Local forwarding
Local forwarding is available on Free and Plus. The CLI keeps a WebSocket open for your endpoint; each incoming webhook is sent as an HTTP request to the URL you pass to --to—useful for local development without exposing a public port.
Target URL (--to)
--to must be a full URL: scheme, host, port (if not 80/443), and path—whatever route on your server should receive the forwarded POST (or other method). That path is defined by your framework and app, not by HookNexus.
If you only pass something like http://localhost:8788 with no path, the request hits / on your local server, which often returns 404. Replace PORT and PATH in the examples below with your real values.
How it works
- You run
hooknexus forwardwith a--totarget that includes the full local URL (see above). - The CLI subscribes to your endpoint over WebSocket.
- When HookNexus receives a webhook, the CLI forwards method, headers, query, and body to your target.
- Results (status, timing, truncated body) are summarized in the terminal.
The CLI may add identification headers (for example forwarding metadata); see hooknexus forward --help for the current set.
Basic usage
hooknexus forward --to http://localhost:PORT/PATHhooknexus forward <endpoint-id> --to http://localhost:PORT/PATHFor example only (your path will differ): http://localhost:3000/webhook.
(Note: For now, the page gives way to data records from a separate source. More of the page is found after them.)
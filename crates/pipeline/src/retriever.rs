//! Region-aware retrieval with independent re-scoring.
//!
//! A [`Retriever`] wraps one collection. It walks the region priority list,
//! stops at the first region that yields an admitted candidate, and
//! recomputes every candidate's cosine similarity from embeddings rather
//! than trusting the index's own score.
//!
//! Threshold and keyword gating live in [`evaluate`], separate from
//! retrieval, so the same hits can be judged under different
//! request-scoped configurations.

use crate::keywords::{mentions_topic, passes_keyword_gate};
use crate::types::{RetrieverHit, SourceDiagnostics, SourceLabel, SourceOutcome};
use agri_core::{AppError, AppResult, SourceSettings};
use agri_knowledge::{cosine_similarity, Document, EmbeddingProvider, VectorStore, WILDCARD_REGION};
use std::collections::BTreeSet;
use std::sync::Arc;

/// Hits from one retriever search.
#[derive(Debug, Clone, Default)]
pub struct SearchOutcome {
    /// Admitted hits, best first
    pub hits: Vec<RetrieverHit>,

    /// Region filters queried, in order
    pub regions_tried: Vec<String>,

    /// Region that produced the hits
    pub region_used: Option<String>,

    /// Set when the query could not be embedded
    pub error: Option<String>,
}

/// Order hits by descending cosine, then ascending distance.
pub fn rank_hits(hits: &mut [RetrieverHit]) {
    hits.sort_by(|a, b| {
        b.cosine
            .total_cmp(&a.cosine)
            .then_with(|| a.distance.total_cmp(&b.distance))
    });
}

/// Retriever over one collection.
pub struct Retriever {
    label: SourceLabel,
    store: Arc<dyn VectorStore>,
    embedder: Arc<dyn EmbeddingProvider>,
}

impl Retriever {
    pub fn new(
        label: SourceLabel,
        store: Arc<dyn VectorStore>,
        embedder: Arc<dyn EmbeddingProvider>,
    ) -> Self {
        Self {
            label,
            store,
            embedder,
        }
    }

    pub fn label(&self) -> SourceLabel {
        self.label
    }

    /// Search the collection region by region.
    ///
    /// Never fails: an embedding failure yields no hits with `error` set,
    /// and an index failure for one region moves on to the next.
    pub async fn search(&self, question: &str, regions: &[String], k: usize) -> SearchOutcome {
        let mut outcome = SearchOutcome::default();

        let query_embedding = match self.embedder.embed(question).await {
            Ok(embedding) => embedding,
            Err(e) => {
                let error = AppError::Retrieval(format!("query embedding failed: {}", e));
                tracing::warn!("{}: {}", self.label, error);
                outcome.error = Some(error.to_string());
                return outcome;
            }
        };

        for region in regions {
            outcome.regions_tried.push(region.clone());

            match self.search_region(question, &query_embedding, region, k).await {
                Ok(hits) if !hits.is_empty() => {
                    tracing::debug!(
                        "{}: {} admitted hits in region '{}'",
                        self.label,
                        hits.len(),
                        region
                    );
                    outcome.hits = hits;
                    outcome.region_used = Some(region.clone());
                    break;
                }
                Ok(_) => {
                    tracing::debug!("{}: nothing admitted in region '{}'", self.label, region);
                }
                Err(e) => {
                    tracing::warn!("{}: region '{}' failed: {}", self.label, region, e);
                }
            }
        }

        outcome
    }

    async fn search_region(
        &self,
        question: &str,
        query_embedding: &[f32],
        region: &str,
        k: usize,
    ) -> AppResult<Vec<RetrieverHit>> {
        let filter = (region != WILDCARD_REGION).then_some(region);

        let candidates = self
            .store
            .similarity_search_with_score(query_embedding, k, filter)
            .await
            .map_err(|e| AppError::Retrieval(e.to_string()))?;

        let admitted: Vec<(Document, f32)> = candidates
            .into_iter()
            .filter(|(doc, _)| !doc.content.trim().is_empty())
            .filter(|(doc, _)| doc.metadata.region.admits(region))
            .filter(|(doc, _)| match &doc.metadata.topic {
                Some(topic) if !mentions_topic(question, topic) => {
                    tracing::debug!(
                        "{}: rejecting '{}' candidate for a question that does not mention it",
                        self.label,
                        topic
                    );
                    false
                }
                _ => true,
            })
            .collect();

        if admitted.is_empty() {
            return Ok(Vec::new());
        }

        let embeddings = self.document_embeddings(&admitted, query_embedding.len()).await?;

        let mut hits: Vec<RetrieverHit> = admitted
            .into_iter()
            .zip(embeddings)
            .map(|((doc, distance), embedding)| RetrieverHit {
                source: self.label,
                cosine: cosine_similarity(query_embedding, &embedding),
                content: doc.content,
                metadata: doc.metadata,
                distance,
                region_used: region.to_string(),
            })
            .collect();

        rank_hits(&mut hits);
        Ok(hits)
    }

    /// Stored embeddings where usable, the rest embedded in one batch.
    async fn document_embeddings(
        &self,
        docs: &[(Document, f32)],
        dimensions: usize,
    ) -> AppResult<Vec<Vec<f32>>> {
        let stored = |doc: &Document| {
            doc.embedding
                .as_ref()
                .filter(|e| e.len() == dimensions)
                .cloned()
        };

        let missing: Vec<String> = docs
            .iter()
            .filter(|(doc, _)| stored(doc).is_none())
            .map(|(doc, _)| doc.content.clone())
            .collect();

        let computed = if missing.is_empty() {
            Vec::new()
        } else {
            self.embedder
                .embed_batch(&missing)
                .await
                .map_err(|e| AppError::Retrieval(format!("document embedding failed: {}", e)))?
        };
        let mut computed = computed.into_iter();

        docs.iter()
            .map(|(doc, _)| {
                stored(doc).or_else(|| computed.next()).ok_or_else(|| {
                    AppError::Retrieval("embedding service returned too few vectors".to_string())
                })
            })
            .collect()
    }
}

/// Verdict on one search outcome under a configuration.
#[derive(Debug, Clone, Default)]
pub struct Evaluation {
    /// Hits passing thresholds and the keyword gate, best first
    pub passing: Vec<RetrieverHit>,

    /// Hits passing thresholds but failing the keyword gate
    pub filtered: Vec<RetrieverHit>,

    pub outcome: SourceOutcome,

    pub diagnostics: SourceDiagnostics,
}

impl Evaluation {
    /// The hit a source answers with, if any.
    pub fn accepted(&self) -> Option<&RetrieverHit> {
        self.passing.first()
    }

    /// Best candidate regardless of gating.
    pub fn best(&self) -> Option<&RetrieverHit> {
        self.passing.first().or_else(|| self.filtered.first())
    }
}

/// Apply threshold and keyword gating to a search outcome.
pub fn evaluate(
    search: &SearchOutcome,
    settings: &SourceSettings,
    multiplier: f32,
    question_keywords: &BTreeSet<String>,
) -> Evaluation {
    let mut passing = Vec::new();
    let mut filtered = Vec::new();

    for hit in &search.hits {
        if !settings.thresholds.passes(hit.distance, hit.cosine, multiplier) {
            tracing::debug!(
                "{} hit below threshold: cosine {:.3}, distance {:.3}",
                hit.source,
                hit.cosine,
                hit.distance
            );
            continue;
        }
        if passes_keyword_gate(question_keywords, &hit.content) {
            passing.push(hit.clone());
        } else {
            filtered.push(hit.clone());
        }
    }

    let outcome = if search.hits.is_empty() {
        SourceOutcome::NoResults
    } else if !passing.is_empty() {
        SourceOutcome::Accepted
    } else if !filtered.is_empty() {
        SourceOutcome::FilteredByKeywords
    } else {
        SourceOutcome::BelowThreshold
    };

    let top = search.hits.first();
    let diagnostics = SourceDiagnostics {
        attempted: true,
        regions_tried: search.regions_tried.clone(),
        region_used: search.region_used.clone(),
        candidates: search.hits.len(),
        best_cosine: top.map(|h| h.cosine),
        best_distance: top.map(|h| h.distance),
        filtered_for_context: filtered.len(),
        outcome,
    };

    Evaluation {
        passing,
        filtered,
        outcome,
        diagnostics,
    }
}
//! Conversation memory.
//!
//! A [`ConversationContext`] lives for one session and is mutated once per
//! turn by the caller (it takes `&mut self`, so one writer at a time is
//! enforced by the borrow checker). It keeps a bounded window of recent
//! question/answer pairs, a per-turn digest of every turn, and the set of
//! entities the session has touched. Entity sets only ever grow.
//!
//! How much of that reaches the prompt depends on the [`MemoryStrategy`]:
//! - `Buffer`: recent pairs verbatim, newer pairs quoted at more length
//! - `Summary`: an entity/topic digest of all turns, no verbatim text
//! - `Hybrid`: digest of all but the last `hybrid_buffer` turns, plus those
//!   turns verbatim
//! - `Auto`: `Buffer` below `summary_threshold` turns, `Hybrid` from then on

use crate::entities::{extract_entities, merge_entities, EntityCategory, EntityMap};
use crate::keywords::extract_keywords;
use crate::types::Exchange;
use agri_core::{MemorySettings, MemoryStrategy};
use std::collections::VecDeque;
use std::ops::RangeInclusive;

/// Characters per token assumed by [`estimate_tokens`].
pub const CHARS_PER_TOKEN: usize = 4;

/// Answer quote lengths by recency: newest pair, second newest, older.
const RECENCY_QUOTES: [usize; 3] = [600, 300, 150];

/// Quotes are never shortened below this.
const MIN_QUOTE_CHARS: usize = 80;

const QUESTION_CHARS: usize = 200;
const TOPIC_CHARS: usize = 60;
const SUMMARY_TOPICS: usize = 6;

const SHORT_QUERY_WORDS: usize = 4;
const OVERLAP_RATIO: f32 = 0.3;

const TRANSITION_CUES: &[&str] = &[
    "what about",
    "how about",
    "and ",
    "also",
    "then",
    "what else",
    "same for",
    "in that case",
    "instead",
];

const PRONOUN_CUES: &[&str] = &["it", "its", "they", "them", "their", "this", "these", "those"];

/// Approximate token count of a text: characters divided by four, rounded
/// up.
///
/// This is a budgeting heuristic, not a tokenizer. It has no relation to
/// the completion service's real context limit.
pub fn estimate_tokens(text: &str) -> usize {
    text.chars().count().div_ceil(CHARS_PER_TOKEN)
}

fn truncate_chars(text: &str, max_chars: usize) -> String {
    let text = text.trim();
    if text.chars().count() <= max_chars {
        return text.to_string();
    }
    if max_chars <= 3 {
        return text.chars().take(max_chars).collect();
    }
    let cut: String = text.chars().take(max_chars.saturating_sub(3)).collect();
    format!("{}...", cut.trim_end())
}
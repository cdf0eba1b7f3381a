//! Collections command handler.

use agri_core::{config::AppConfig, AppError, AppResult};
use agri_knowledge::LanceDbStore;
use clap::Args;

/// Show collection sizes
#[derive(Args, Debug)]
pub struct CollectionsCommand {
    /// Output as JSON
    #[arg(long)]
    pub json: bool,
}

impl CollectionsCommand {
    /// Execute the collections command.
    pub async fn execute(&self, config: &AppConfig) -> AppResult<()> {
        tracing::info!("Executing collections command");

        let collections = LanceDbStore::list_collections(&config.collections_dir()).await?;

        if self.json {
            let json = serde_json::to_string_pretty(&collections)
                .map_err(|e| AppError::Serialization(e.to_string()))?;
            println!("{}", json);
            return Ok(());
        }

        if collections.is_empty() {
            println!("No collections yet. Load some with 'agri ingest golden <file.jsonl>'.");
            return Ok(());
        }

        for collection in &collections {
            println!("{:<12} {:>8} document(s)", collection.name, collection.documents);
        }
        Ok(())
    }
}
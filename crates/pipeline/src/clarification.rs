//! Clarifying question generation.
//!
//! Advisory only: the generator is asked when no source answered
//! confidently, its output rides along as metadata, and any failure just
//! produces an empty list.

use crate::synthesizer::request_from_prompt;
use agri_core::{AppError, AppResult};
use agri_llm::LlmClient;
use agri_prompt::{build_prompt, PromptDefinition};
use std::collections::HashMap;
use std::sync::Arc;

/// Parse a clarification reply into at most `max` questions.
///
/// Bullets and numbering are stripped, lines not ending in `?` are dropped,
/// duplicates are removed (case-insensitive). A reply of "none" yields an
/// empty list.
pub fn parse_questions(response: &str, max: usize) -> Vec<String> {
    let trimmed = response.trim().trim_end_matches('.');
    if trimmed.eq_ignore_ascii_case("none") {
        return Vec::new();
    }

    let mut questions: Vec<String> = Vec::new();
    for line in response.lines() {
        let line = line
            .trim()
            .trim_start_matches(|c: char| {
                c.is_ascii_digit() || matches!(c, '-' | '*' | '•' | '.' | ')' | '(')
            })
            .trim();

        if line.len() < 2 || !line.ends_with('?') {
            continue;
        }
        if questions.iter().any(|q| q.eq_ignore_ascii_case(line)) {
            continue;
        }
        questions.push(line.to_string());
        if questions.len() >= max {
            break;
        }
    }
    questions
}

/// Follow-up question generator.
pub struct ClarificationGenerator {
    llm: Arc<dyn LlmClient>,
    model: String,
    prompt: PromptDefinition,
}

impl ClarificationGenerator {
    pub fn new(llm: Arc<dyn LlmClient>, model: impl Into<String>, prompt: PromptDefinition) -> Self {
        Self {
            llm,
            model: model.into(),
            prompt,
        }
    }

    /// Suggest up to `max` clarifying questions. Never fails.
    pub async fn generate(
        &self,
        question: &str,
        region: Option<&str>,
        max: usize,
        max_tokens: u32,
    ) -> Vec<String> {
        if max == 0 {
            return Vec::new();
        }

        match self.request(question, region, max, max_tokens).await {
            Ok(questions) => {
                tracing::debug!("Generated {} clarifying questions", questions.len());
                questions
            }
            Err(e) => {
                tracing::warn!("Clarification generation failed: {}", e);
                Vec::new()
            }
        }
    }

    async fn request(
        &self,
        question: &str,
        region: Option<&str>,
        max: usize,
        max_tokens: u32,
    ) -> AppResult<Vec<String>> {
        let mut variables = HashMap::new();
        variables.insert("question".to_string(), question.to_string());
        variables.insert("max".to_string(), max.to_string());
        if let Some(region) = region {
            variables.insert("region".to_string(), region.to_string());
        }

        let built = build_prompt(&self.prompt, variables)?;
        let request = request_from_prompt(built, &self.model)
            .with_temperature(0.2)
            .with_max_tokens(max_tokens);

        let response = self
            .llm
            .complete(&request)
            .await
            .map_err(|e| AppError::Llm(e.to_string()))?;

        Ok(parse_questions(&response.content, max))
    }
}
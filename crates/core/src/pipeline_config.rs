//! Pipeline configuration: per-source gating thresholds, memory limits, and
//! completion budgets.
//!
//! A single `PipelineConfig` is loaded once per process and shared read-only
//! (usually behind an `Arc`). Per-request adjustments go through
//! [`PipelineConfig::with_overrides`], which always returns a fresh copy so the
//! shared default is never mutated.
//!
//! The numeric defaults were tuned against one embedding model; re-calibrate
//! `min_cosine`, `max_distance`, and `distance_multiplier` before pointing the
//! pipeline at a different model.

use serde::{Deserialize, Deserializer, Serialize};
use std::path::PathBuf;

/// Admission thresholds for one document source.
#[derive(Debug, Clone, Copy, PartialEq, Serialize, Deserialize)]
pub struct SourceThresholds {
    /// Upper bound on the index's native distance (`None` disables the check)
    #[serde(default)]
    pub max_distance: Option<f32>,

    /// Lower bound on the recomputed cosine similarity
    pub min_cosine: f32,
}

impl SourceThresholds {
    /// Whether a candidate clears both bounds.
    ///
    /// `multiplier` scales `max_distance` to compensate for the differently
    /// calibrated distance scales of the two collections.
    pub fn passes(&self, distance: f32, cosine: f32, multiplier: f32) -> bool {
        if cosine < self.min_cosine {
            return false;
        }

        match self.max_distance {
            Some(max) => distance <= max * multiplier,
            None => true,
        }
    }
}

/// Settings for one retrieval source.
#[derive(Debug, Clone, PartialEq, Serialize, Deserialize)]
pub struct SourceSettings {
    /// Whether the source is consulted at all
    pub enabled: bool,

    /// Number of candidates requested from the index per region
    pub k: usize,

    /// Admission thresholds
    pub thresholds: SourceThresholds,

    /// Scale applied to `max_distance` (clamped to 1.0 under strict validation)
    pub distance_multiplier: f32,
}

impl SourceSettings {
    /// Defaults for the curated collection.
    pub fn golden() -> Self {
        Self {
            enabled: true,
            k: 3,
            thresholds: SourceThresholds {
                max_distance: Some(0.45),
                min_cosine: 0.5,
            },
            distance_multiplier: 1.0,
        }
    }

    /// Defaults for the package-of-practices collection.
    pub fn pops() -> Self {
        Self {
            enabled: true,
            k: 5,
            thresholds: SourceThresholds {
                max_distance: None,
                min_cosine: 0.5,
            },
            distance_multiplier: 1.5,
        }
    }
}

/// Partially specified source settings from a config file, merged onto the
/// source's own defaults so a `pops:` section never inherits golden values.
#[derive(Debug, Default, Deserialize)]
#[serde(default)]
struct SourcePatch {
    enabled: Option<bool>,
    k: Option<usize>,
    thresholds: Option<ThresholdsPatch>,
    distance_multiplier: Option<f32>,
}

#[derive(Debug, Default, Deserialize)]
#[serde(default)]
struct ThresholdsPatch {
    max_distance: Option<f32>,
    min_cosine: Option<f32>,
}

impl SourcePatch {
    fn apply(self, mut base: SourceSettings) -> SourceSettings {
        if let Some(enabled) = self.enabled {
            base.enabled = enabled;
        }
        if let Some(k) = self.k {
            base.k = k;
        }
        if let Some(thresholds) = self.thresholds {
            if thresholds.max_distance.is_some() {
                base.thresholds.max_distance = thresholds.max_distance;
            }
            if let Some(min) = thresholds.min_cosine {
                base.thresholds.min_cosine = min;
            }
        }
        if let Some(multiplier) = self.distance_multiplier {
            base.distance_multiplier = multiplier;
        }
        base
    }
}

fn golden_settings<'de, D: Deserializer<'de>>(deserializer: D) -> Result<SourceSettings, D::Error> {
    SourcePatch::deserialize(deserializer).map(|patch| patch.apply(SourceSettings::golden()))
}

fn pops_settings<'de, D: Deserializer<'de>>(deserializer: D) -> Result<SourceSettings, D::Error> {
    SourcePatch::deserialize(deserializer).map(|patch| patch.apply(SourceSettings::pops()))
}

/// Conversation memory compression strategy.
#[derive(Debug, Clone, Copy, PartialEq, Eq, Serialize, Deserialize, Default)]
#[serde(rename_all = "lowercase")]
pub enum MemoryStrategy {
    /// Recent pairs verbatim
    Buffer,
    /// Entity/topic digest only
    Summary,
    /// Digest of older turns plus recent pairs verbatim
    Hybrid,
    /// Buffer for short sessions, hybrid once the session grows
    #[default]
    Auto,
}

impl MemoryStrategy {
    /// Parse a strategy name (case-insensitive).
    pub fn parse(s: &str) -> Option<Self> {
        match s.to_lowercase().as_str() {
            "buffer" => Some(Self::Buffer),
            "summary" => Some(Self::Summary),
            "hybrid" => Some(Self::Hybrid),
            "auto" => Some(Self::Auto),
            _ => None,
        }
    }
}

/// Conversation memory limits.
#[derive(Debug, Clone, PartialEq, Serialize, Deserialize)]
#[serde(default)]
pub struct MemorySettings {
    pub strategy: MemoryStrategy,

    /// Maximum question/answer pairs kept in the window
    pub max_pairs: usize,

    /// Estimated token budget for the formatted context
    pub max_tokens: usize,

    /// Turn count at which AUTO switches from buffer to hybrid
    pub summary_threshold: usize,

    /// Recent turns kept verbatim in hybrid mode
    pub hybrid_buffer: usize,
}

impl Default for MemorySettings {
    fn default() -> Self {
        Self {
            strategy: MemoryStrategy::Auto,
            max_pairs: 10,
            max_tokens: 1500,
            summary_threshold: 8,
            hybrid_buffer: 3,
        }
    }
}

/// Completion service budgets.
#[derive(Debug, Clone, PartialEq, Serialize, Deserialize)]
#[serde(default)]
pub struct GenerationSettings {
    /// Sampling temperature for answer synthesis
    pub temperature: f32,

    /// Token budget for answer synthesis
    pub max_tokens: u32,

    /// Token budget for the binary intent classification call
    pub intent_max_tokens: u32,

    /// Token budget for clarification question generation
    pub clarification_max_tokens: u32,

    /// Character budget per retrieved passage in the synthesis context
    pub passage_char_budget: usize,

    /// Maximum PoPs passages included in the synthesis context
    pub max_pops_passages: usize,
}

impl Default for GenerationSettings {
    fn default() -> Self {
        Self {
            temperature: 0.3,
            max_tokens: 1024,
            intent_max_tokens: 4,
            clarification_max_tokens: 150,
            passage_char_budget: 1200,
            max_pops_passages: 3,
        }
    }
}

/// Full pipeline configuration.
#[derive(Debug, Clone, PartialEq, Serialize, Deserialize)]
#[serde(default)]
pub struct PipelineConfig {
    /// Curated high-confidence collection
    #[serde(deserialize_with = "golden_settings")]
    pub golden: SourceSettings,

    /// Package-of-practices collection (secondary fallback)
    #[serde(deserialize_with = "pops_settings")]
    pub pops: SourceSettings,

    /// Clamp distance multipliers to 1.0
    pub strict_validation: bool,

    /// Ask the completion service when the keyword heuristic misses
    pub llm_intent_enabled: bool,

    /// Generate follow-up questions when no source is confident
    pub clarification_enabled: bool,

    /// Maximum clarification questions returned
    pub max_clarifications: usize,

    pub memory: MemorySettings,

    pub generation: GenerationSettings,

    /// Attach per-source diagnostics to results
    pub diagnostics_enabled: bool,

    /// Append terminal answers to the audit log
    pub audit_enabled: bool,

    /// Audit log location (defaults to `.agri/audit.jsonl` in the workspace)
    #[serde(skip_serializing_if = "Option::is_none")]
    pub audit_path: Option<PathBuf>,
}

impl Default for PipelineConfig {
    fn default() -> Self {
        Self {
            golden: SourceSettings::golden(),
            pops: SourceSettings::pops(),
            strict_validation: false,
            llm_intent_enabled: true,
            clarification_enabled: true,
            max_clarifications: 3,
            memory: MemorySettings::default(),
            generation: GenerationSettings::default(),
            diagnostics_enabled: true,
            audit_enabled: true,
            audit_path: None,
        }
    }
}

/// Per-request configuration overrides. Unset fields keep the base value.
#[derive(Debug, Clone, Default, PartialEq, Serialize, Deserialize)]
#[serde(default)]
pub struct ConfigOverrides {
    pub golden_enabled: Option<bool>,
    pub pops_enabled: Option<bool>,
    pub golden_min_cosine: Option<f32>,
    pub pops_min_cosine: Option<f32>,
    pub golden_max_distance: Option<f32>,
    pub pops_max_distance: Option<f32>,
    pub strict_validation: Option<bool>,
    pub clarification_enabled: Option<bool>,
    pub temperature: Option<f32>,
}

impl ConfigOverrides {
    /// Whether no field is set.
    pub fn is_empty(&self) -> bool {
        *self == Self::default()
    }
}

impl PipelineConfig {
    /// Produce a request-scoped copy with `overrides` applied.
    ///
    /// Out-of-range values are clamped or ignored with a warning; an invalid
    /// override never fails the request.
    pub fn with_overrides(&self, overrides: &ConfigOverrides) -> Self {
        let mut config = self.clone();

        if let Some(enabled) = overrides.golden_enabled {
            config.golden.enabled = enabled;
        }
        if let Some(enabled) = overrides.pops_enabled {
            config.pops.enabled = enabled;
        }
        if let Some(min) = overrides.golden_min_cosine.and_then(|v| clamp_cosine("golden_min_cosine", v)) {
            config.golden.thresholds.min_cosine = min;
        }
        if let Some(min) = overrides.pops_min_cosine.and_then(|v| clamp_cosine("pops_min_cosine", v)) {
            config.pops.thresholds.min_cosine = min;
        }
        if let Some(max) = overrides.golden_max_distance {
            if let Some(max) = checked_distance("golden_max_distance", max) {
                config.golden.thresholds.max_distance = Some(max);
            }
        }
        if let Some(max) = overrides.pops_max_distance {
            if let Some(max) = checked_distance("pops_max_distance", max) {
                config.pops.thresholds.max_distance = Some(max);
            }
        }
        if let Some(strict) = overrides.strict_validation {
            config.strict_validation = strict;
        }
        if let Some(enabled) = overrides.clarification_enabled {
            config.clarification_enabled = enabled;
        }
        if let Some(temperature) = overrides.temperature {
            let clamped = temperature.clamp(0.0, 2.0);
            if clamped != temperature || temperature.is_nan() {
                tracing::warn!(
                    "Override temperature={} out of range, using {}",
                    temperature,
                    clamped
                );
            }
            config.generation.temperature = if temperature.is_nan() {
                self.generation.temperature
            } else {
                clamped
            };
        }

        config
    }

    /// Distance multiplier in effect for a source.
    pub fn effective_multiplier(&self, source: &SourceSettings) -> f32 {
        if self.strict_validation {
            source.distance_multiplier.min(1.0)
        } else {
            source.distance_multiplier
        }
    }
}

fn clamp_cosine(name: &str, value: f32) -> Option<f32> {
    if value.is_nan() {
        tracing::warn!("Override {} is NaN, ignoring", name);
        return None;
    }
    let clamped = value.clamp(0.0, 1.0);
    if clamped != value {
        tracing::warn!("Override {}={} out of range, clamped to {}", name, value, clamped);
    }
    Some(clamped)
}

fn checked_distance(name: &str, value: f32) -> Option<f32> {
    if value.is_nan() || value < 0.0 {
        tracing::warn!("Override {}={} is invalid, ignoring", name, value);
        None
    } else {
        Some(value)
    }
}

#[cfg(test)]
mod tests {
    use super::*;

    #[test]
    fn test_thresholds_pass_and_fail() {
        let t = SourceThresholds {
            max_distance: Some(0.45),
            min_cosine: 0.5,
        };
        assert!(t.passes(0.2, 0.82, 1.0));
        assert!(!t.passes(0.2, 0.49, 1.0));
        assert!(!t.passes(0.5, 0.9, 1.0));
        // Multiplier widens the distance bound
        assert!(t.passes(0.5, 0.9, 1.5));
    }

    #[test]
    fn test_thresholds_without_max_distance() {
        let t = SourceThresholds {
            max_distance: None,
            min_cosine: 0.5,
        };
        assert!(t.passes(100.0, 0.7, 1.0));
        assert!(!t.passes(0.0, 0.3, 1.0));
    }

    #[test]
    fn test_overrides_do_not_mutate_base() {
        let base = PipelineConfig::default();
        let overrides = ConfigOverrides {
            golden_enabled: Some(false),
            pops_min_cosine: Some(0.8),
            ..Default::default()
        };

        let scoped = base.with_overrides(&overrides);

        assert!(!scoped.golden.enabled);
        assert_eq!(scoped.pops.thresholds.min_cosine, 0.8);
        assert!(base.golden.enabled);
        assert_eq!(base.pops.thresholds.min_cosine, 0.5);
    }

    #[test]
    fn test_invalid_overrides_are_clamped_or_ignored() {
        let base = PipelineConfig::default();
        let overrides = ConfigOverrides {
            golden_min_cosine: Some(1.7),
            pops_min_cosine: Some(f32::NAN),
            golden_max_distance: Some(-1.0),
            temperature: Some(5.0),
            ..Default::default()
        };

        let scoped = base.with_overrides(&overrides);

        assert_eq!(scoped.golden.thresholds.min_cosine, 1.0);
        assert_eq!(scoped.pops.thresholds.min_cosine, 0.5);
        assert_eq!(scoped.golden.thresholds.max_distance, Some(0.45));
        assert_eq!(scoped.generation.temperature, 2.0);
    }

    #[test]
    fn test_strict_validation_clamps_multiplier() {
        let mut config = PipelineConfig::default();
        assert_eq!(config.effective_multiplier(&config.pops), 1.5);

        config.strict_validation = true;
        assert_eq!(config.effective_multiplier(&config.pops), 1.0);
        assert_eq!(config.effective_multiplier(&config.golden), 1.0);
    }

    #[test]
    fn test_deserialize_partial_yaml() {
        let yaml = r#"
golden:
  k: 5
pops:
  thresholds:
    min_cosine: 0.6
memory:
  strategy: hybrid
strict_validation: true
"#;
        let config: PipelineConfig = serde_yaml::from_str(yaml).unwrap();
        assert_eq!(config.golden.k, 5);
        assert_eq!(config.memory.strategy, MemoryStrategy::Hybrid);
        assert_eq!(config.memory.max_pairs, 10);
        assert!(config.strict_validation);
        assert!(config.pops.enabled);
        assert_eq!(config.pops.thresholds.min_cosine, 0.6);
        assert_eq!(config.pops.thresholds.max_distance, None);
        assert_eq!(config.pops.distance_multiplier, 1.5);
    }

    #[test]
    fn test_memory_strategy_parse() {
        assert_eq!(MemoryStrategy::parse("BUFFER"), Some(MemoryStrategy::Buffer));
        assert_eq!(MemoryStrategy::parse("auto"), Some(MemoryStrategy::Auto));
        assert_eq!(MemoryStrategy::parse("lru"), None);
    }
}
If you omit the endpoint id, selection behaves like hooknexus listen (auto-pick, prompt, or create).
Path mapping
By default the request is sent to the exact URL you pass to --to. To append path segments from the public HookNexus webhook URL onto your local origin, use --preserve-path (still start from a base like http://localhost:3000—understand how your server routes the combined path):
hooknexus forward --to http://localhost:3000 --preserve-pathLocal vs non-local targets
By default only localhost, 127.0.0.1, and .local are allowed. To forward elsewhere:
hooknexus forward --to http://example.com/webhook --allow-externalMultiple endpoints
Run one forward process per endpoint (separate terminal or process manager) with its own --to. For listen-only multiplexing, use hooknexus listen with multiple ids or --all.
Options
Common flags (see hooknexus forward --help for the full list):
| Option | Purpose |
|---|---|
--to <url> | Full target HTTP URL including path (required) |
--preserve-path | Keep original path segments on the target |
--allow-external | Allow non-localhost targets |
--timeout <ms> | Timeout for the outbound HTTP forward |
-H "Name: Value" | Extra headers on the forwarded request (repeatable) |
Resilience
- WebSocket: The CLI attempts to reconnect if the connection to HookNexus drops.
- HTTP forward: Failures are reported in the terminal; retry behavior depends on your provider sending another webhook.